Pusat Investigasi dan Pencegahan Kecelakaan Penerbangan (CENIPA) sedang menyelidiki kecelakaan tersebut. Penyebabnya masih belum diketahui. Hipotesis tertentu secara alami menarik perhatian peneliti: masalah komunikasi, visibilitas terbatas, kurangnya kesadaran situasional atau keadaan operasional tertentu.

Namun, pengalaman penerbangan menunjukkan bahwa kecelakaan jarang disebabkan oleh satu penyebab saja. Hal ini sering kali diakibatkan oleh kombinasi beberapa faktor yang, jika dilihat secara individual, tampaknya tidak cukup untuk menghasilkan sebuah tragedi. Keputusan yang diambil di bawah tekanan, penafsiran yang salah, kondisi operasional yang tidak terduga: bencana umumnya muncul dari pertemuan elemen-elemen tersebut.

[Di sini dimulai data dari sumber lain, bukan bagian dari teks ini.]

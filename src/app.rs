use std::sync::mpsc;
use std::sync::Arc;
use std::time::Duration;

use chrono::{NaiveDate, Utc};
use eframe::egui;
use serde::Serialize;
use tokio::runtime::Handle;
use tokio::sync::RwLock;

use crate::age;
use crate::config::settings::Settings;
use crate::ideas::IdeasList;
use crate::storage::{
    LocalStore, Snapshot, KEY_BIRTHDAY, KEY_IDEAS, KEY_IDEAS_VISIBLE, KEY_SETTINGS,
    KEY_SHOW_BIRTHDAY_INPUT,
};
use crate::ui::birthday::{BirthdayAction, BirthdayPanel};
use crate::ui::hex_color;
use crate::ui::ideas_panel::{IdeasAction, IdeasPanel};
use crate::ui::settings_popup::{SettingsAction, SettingsPopup};

/// Poll cadence for the backend channel while no counter is on screen.
/// Backend messages are only drained inside `update`, so without a scheduled
/// repaint a quiescent window would never see the startup snapshot.
const BACKEND_POLL_INTERVAL_MS: u64 = 100;

/// Messages from storage tasks back to the UI thread.
#[derive(Debug)]
pub enum StorageMessage {
    /// Startup read finished; apply the persisted state.
    Loaded(Snapshot),
    SaveComplete {
        key: &'static str,
    },
    /// A write failed. Not surfaced to the user; in-memory state stays
    /// authoritative until the next successful write.
    SaveFailed {
        key: &'static str,
        error: String,
    },
}

pub struct MomentumApp {
    runtime: Handle,

    store: Arc<RwLock<LocalStore>>,

    backend_tx: mpsc::Sender<StorageMessage>,

    backend_rx: mpsc::Receiver<StorageMessage>,

    /// Startup snapshot applied; until then the window shows a spinner.
    loaded: bool,

    settings: Settings,

    birthday: Option<NaiveDate>,

    show_birthday_input: bool,

    ideas: IdeasList,

    ideas_visible: bool,

    show_settings: bool,

    settings_popup: SettingsPopup,

    birthday_panel: BirthdayPanel,

    ideas_panel: IdeasPanel,

    /// Last title pushed to the viewport, to avoid resending every frame.
    applied_title: String,
}

impl MomentumApp {
    pub fn new(_cc: &eframe::CreationContext<'_>, runtime: Handle, store: LocalStore) -> Self {
        let (backend_tx, backend_rx) = mpsc::channel::<StorageMessage>();
        let store = Arc::new(RwLock::new(store));

        // Initial read happens off the UI thread; the snapshot arrives as the
        // first backend message.
        {
            let store = store.clone();
            let tx = backend_tx.clone();
            runtime.spawn(async move {
                let snapshot = store.read().await.snapshot();
                let _ = tx.send(StorageMessage::Loaded(snapshot));
            });
        }

        Self {
            runtime,
            store,
            backend_tx,
            backend_rx,
            loaded: false,
            settings: Settings::default(),
            birthday: None,
            show_birthday_input: false,
            ideas: IdeasList::default(),
            ideas_visible: true,
            show_settings: false,
            settings_popup: SettingsPopup::default(),
            birthday_panel: BirthdayPanel::default(),
            ideas_panel: IdeasPanel::default(),
            applied_title: String::new(),
        }
    }

    fn process_backend_messages(&mut self) {
        while let Ok(msg) = self.backend_rx.try_recv() {
            match msg {
                StorageMessage::Loaded(snapshot) => {
                    if let Some(settings) = snapshot.settings {
                        self.settings = settings;
                    }
                    self.birthday = snapshot.birthday;
                    self.show_birthday_input = snapshot.show_birthday_input;
                    self.ideas = IdeasList::from_ideas(snapshot.ideas);
                    self.ideas_visible = snapshot.ideas_visible;
                    self.birthday_panel.seed(self.birthday);
                    self.loaded = true;
                }
                StorageMessage::SaveComplete { key } => {
                    tracing::debug!("Persisted {key}");
                }
                StorageMessage::SaveFailed { key, error } => {
                    tracing::warn!("Failed to persist {key}: {error}");
                }
            }
        }
    }

    /// Fire-and-forget full-key overwrite. Completion comes back through the
    /// backend channel.
    fn persist<T: Serialize>(&self, key: &'static str, value: &T) {
        let json = match serde_json::to_value(value) {
            Ok(json) => json,
            Err(e) => {
                tracing::error!("Could not serialize value for {key}: {e}");
                return;
            }
        };
        let store = self.store.clone();
        let tx = self.backend_tx.clone();
        self.runtime.spawn(async move {
            let result = store.write().await.set_raw(key.to_string(), json).await;
            let msg = match result {
                Ok(()) => StorageMessage::SaveComplete { key },
                Err(e) => StorageMessage::SaveFailed {
                    key,
                    error: e.to_string(),
                },
            };
            let _ = tx.send(msg);
        });
    }

    fn persist_ideas(&self) {
        self.persist(KEY_IDEAS, &self.ideas.ideas().to_vec());
    }

    fn apply_settings(&mut self, settings: Settings) {
        self.settings = settings;
        self.settings.sanitize();
        self.persist(KEY_SETTINGS, &self.settings);
    }

    fn save_birthday(&mut self, date: NaiveDate) {
        self.birthday = Some(date);
        self.show_birthday_input = false;
        self.persist(KEY_BIRTHDAY, &date.to_string());
        self.persist(KEY_SHOW_BIRTHDAY_INPUT, &false);
    }

    fn handle_settings_action(&mut self, action: SettingsAction) {
        match action {
            SettingsAction::Apply(settings) => self.apply_settings(settings),
            SettingsAction::SaveAndClose(settings) => {
                self.apply_settings(settings);
                self.show_settings = false;
            }
            SettingsAction::ChangeBirthday => {
                self.show_birthday_input = true;
                self.persist(KEY_SHOW_BIRTHDAY_INPUT, &true);
                self.birthday_panel.seed(self.birthday);
                self.show_settings = false;
            }
        }
    }

    fn handle_ideas_action(&mut self, action: IdeasAction) {
        match action {
            IdeasAction::Add(text) => {
                if self.ideas.add(&text) {
                    self.persist_ideas();
                }
            }
            IdeasAction::Edit { id, text } => {
                if self.ideas.edit(&id, &text) {
                    self.persist_ideas();
                }
            }
            IdeasAction::RequestDelete(id) => self.ideas.request_delete(&id),
            IdeasAction::CancelDelete => self.ideas.cancel_delete(),
            IdeasAction::ConfirmDelete => {
                if self.ideas.confirm_delete() {
                    self.persist_ideas();
                }
            }
            IdeasAction::Reorder { from, to } => {
                if self.ideas.reorder(from, to) {
                    self.persist_ideas();
                }
            }
            IdeasAction::SwapWithMainText(id) => {
                if let Some(new_main) = self.ideas.swap_with_main_text(&id, &self.settings.text) {
                    self.settings.text = new_main;
                    self.persist(KEY_SETTINGS, &self.settings);
                    self.persist_ideas();
                }
            }
            IdeasAction::ToggleVisibility => {
                self.ideas_visible = !self.ideas_visible;
                self.persist(KEY_IDEAS_VISIBLE, &self.ideas_visible);
            }
        }
    }

    /// The counter ticks fast while it is on screen; otherwise the backend
    /// channel is still polled so the startup snapshot and write results are
    /// processed without waiting for an input event.
    fn repaint_interval(loaded: bool, show_entry: bool) -> Duration {
        if loaded && !show_entry {
            Duration::from_millis(age::REFRESH_INTERVAL_MS)
        } else {
            Duration::from_millis(BACKEND_POLL_INTERVAL_MS)
        }
    }

    fn sync_window_title(&mut self, ctx: &egui::Context) {
        if self.applied_title != self.settings.tab_name {
            self.applied_title = self.settings.tab_name.clone();
            ctx.send_viewport_cmd(egui::ViewportCommand::Title(self.applied_title.clone()));
        }
    }

    fn show_counter(&self, ui: &mut egui::Ui) {
        let text_color = hex_color(&self.settings.main_text_color, egui::Color32::WHITE);

        ui.vertical_centered(|ui| {
            ui.add_space(ui.available_height() * 0.3);
            if !self.settings.text.is_empty() {
                ui.label(
                    egui::RichText::new(&self.settings.text)
                        .size(40.0)
                        .strong()
                        .color(text_color),
                );
                ui.add_space(8.0);
            }
            if let Some(birthday) = self.birthday {
                let age = age::format_age(birthday, Utc::now(), self.settings.decimal_digits);
                ui.label(
                    egui::RichText::new(age)
                        .size(44.0)
                        .strong()
                        .monospace()
                        .color(text_color),
                );
            }
        });
    }
}

impl eframe::App for MomentumApp {
    fn update(&mut self, ctx: &egui::Context, _frame: &mut eframe::Frame) {
        self.process_backend_messages();
        self.sync_window_title(ctx);

        let background = hex_color(
            &self.settings.background_color,
            egui::Color32::from_rgb(0x1f, 0x1f, 0x1f),
        );
        let text_color = hex_color(&self.settings.main_text_color, egui::Color32::WHITE);
        let show_entry = self.birthday.is_none() || self.show_birthday_input;

        ctx.request_repaint_after(Self::repaint_interval(self.loaded, show_entry));

        let mut birthday_action = None;
        egui::CentralPanel::default()
            .frame(egui::Frame::default().fill(background))
            .show(ctx, |ui| {
                if !self.loaded {
                    ui.centered_and_justified(|ui| {
                        ui.spinner();
                    });
                } else if show_entry {
                    birthday_action = self.birthday_panel.show(ui, &self.settings);
                } else {
                    self.show_counter(ui);
                }
            });

        if let Some(BirthdayAction::Save(date)) = birthday_action {
            self.save_birthday(date);
        }

        if !self.loaded || show_entry {
            return;
        }

        // Ideas panel, centered along the bottom edge.
        let mut ideas_action = None;
        egui::Area::new(egui::Id::new("ideas_panel"))
            .anchor(egui::Align2::CENTER_BOTTOM, egui::vec2(0.0, -16.0))
            .show(ctx, |ui| {
                ideas_action = self
                    .ideas_panel
                    .show(ui, &self.ideas, self.ideas_visible, &self.settings);
            });
        if let Some(action) = ideas_action {
            self.handle_ideas_action(action);
        }

        // Settings affordance in the bottom-left corner.
        let mut open_settings = false;
        egui::Area::new(egui::Id::new("settings_button"))
            .anchor(egui::Align2::LEFT_BOTTOM, egui::vec2(20.0, -16.0))
            .show(ctx, |ui| {
                if ui
                    .link(egui::RichText::new("Settings").color(text_color))
                    .clicked()
                {
                    open_settings = true;
                }
            });
        if open_settings && !self.show_settings {
            self.settings_popup.open(&self.settings);
            self.show_settings = true;
        }

        if self.show_settings {
            let mut open = self.show_settings;
            let action = self.settings_popup.show(ctx, &mut open);
            self.show_settings = open;
            if let Some(action) = action {
                self.handle_settings_action(action);
            }
        }
    }
}

#[cfg(test)]
mod tests {
    use super::*;

    #[test]
    fn test_repaint_polls_backend_until_snapshot_arrives() {
        // The spinner and the birthday view must keep draining the channel.
        assert_eq!(
            MomentumApp::repaint_interval(false, false),
            Duration::from_millis(BACKEND_POLL_INTERVAL_MS)
        );
        assert_eq!(
            MomentumApp::repaint_interval(false, true),
            Duration::from_millis(BACKEND_POLL_INTERVAL_MS)
        );
        assert_eq!(
            MomentumApp::repaint_interval(true, true),
            Duration::from_millis(BACKEND_POLL_INTERVAL_MS)
        );
    }

    #[test]
    fn test_repaint_ticks_fast_while_counter_visible() {
        assert_eq!(
            MomentumApp::repaint_interval(true, false),
            Duration::from_millis(age::REFRESH_INTERVAL_MS)
        );
    }
}
//! UI components module

pub mod birthday;
pub mod ideas_panel;
pub mod settings_popup;

use eframe::egui;

use crate::utils::colors;

/// Resolve a stored hex color for rendering, falling back when the stored
/// string is malformed (manual hex entry is free-text).
pub fn hex_color(hex: &str, fallback: egui::Color32) -> egui::Color32 {
    colors::parse_hex(hex)
        .map(|[r, g, b]| egui::Color32::from_rgb(r, g, b))
        .unwrap_or(fallback)
}
pub mod colors;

Keenam kematian tersebut menghancurkan keluarga dan mendorong penyelidikan yang rumit. Dalam beberapa bulan mendatang, para ahli akan merekonstruksi jalur penerbangan, memeriksa peralatan, menganalisis komunikasi, dan mencoba menentukan mengapa pesawat-pesawat ini berada di tempat yang sama di langit, pada waktu yang persis sama.

Ketika CENIPA menyelesaikan penyelidikannya, kemungkinan besar mereka akan mengungkap faktor teknis apa yang membuat kedua pesawat tersebut berdekatan. Namun, tidak jelas mengapa langit di atas kota-kota besar di Brasil menjadi ruang yang semakin diperebutkan.

Ini bukan pertanyaan aeronautika, melainkan pertanyaan sosial. Mungkin hal ini menjadikan kecelakaan ini lebih dari sekedar tragedi udara.

(Lee Thompson-Kolar Saya mengedit bagian ini.)

Pendapat yang dikemukakan dalam artikel ini adalah milik penulis dan tidak mencerminkan kebijakan editorial Fair Observer.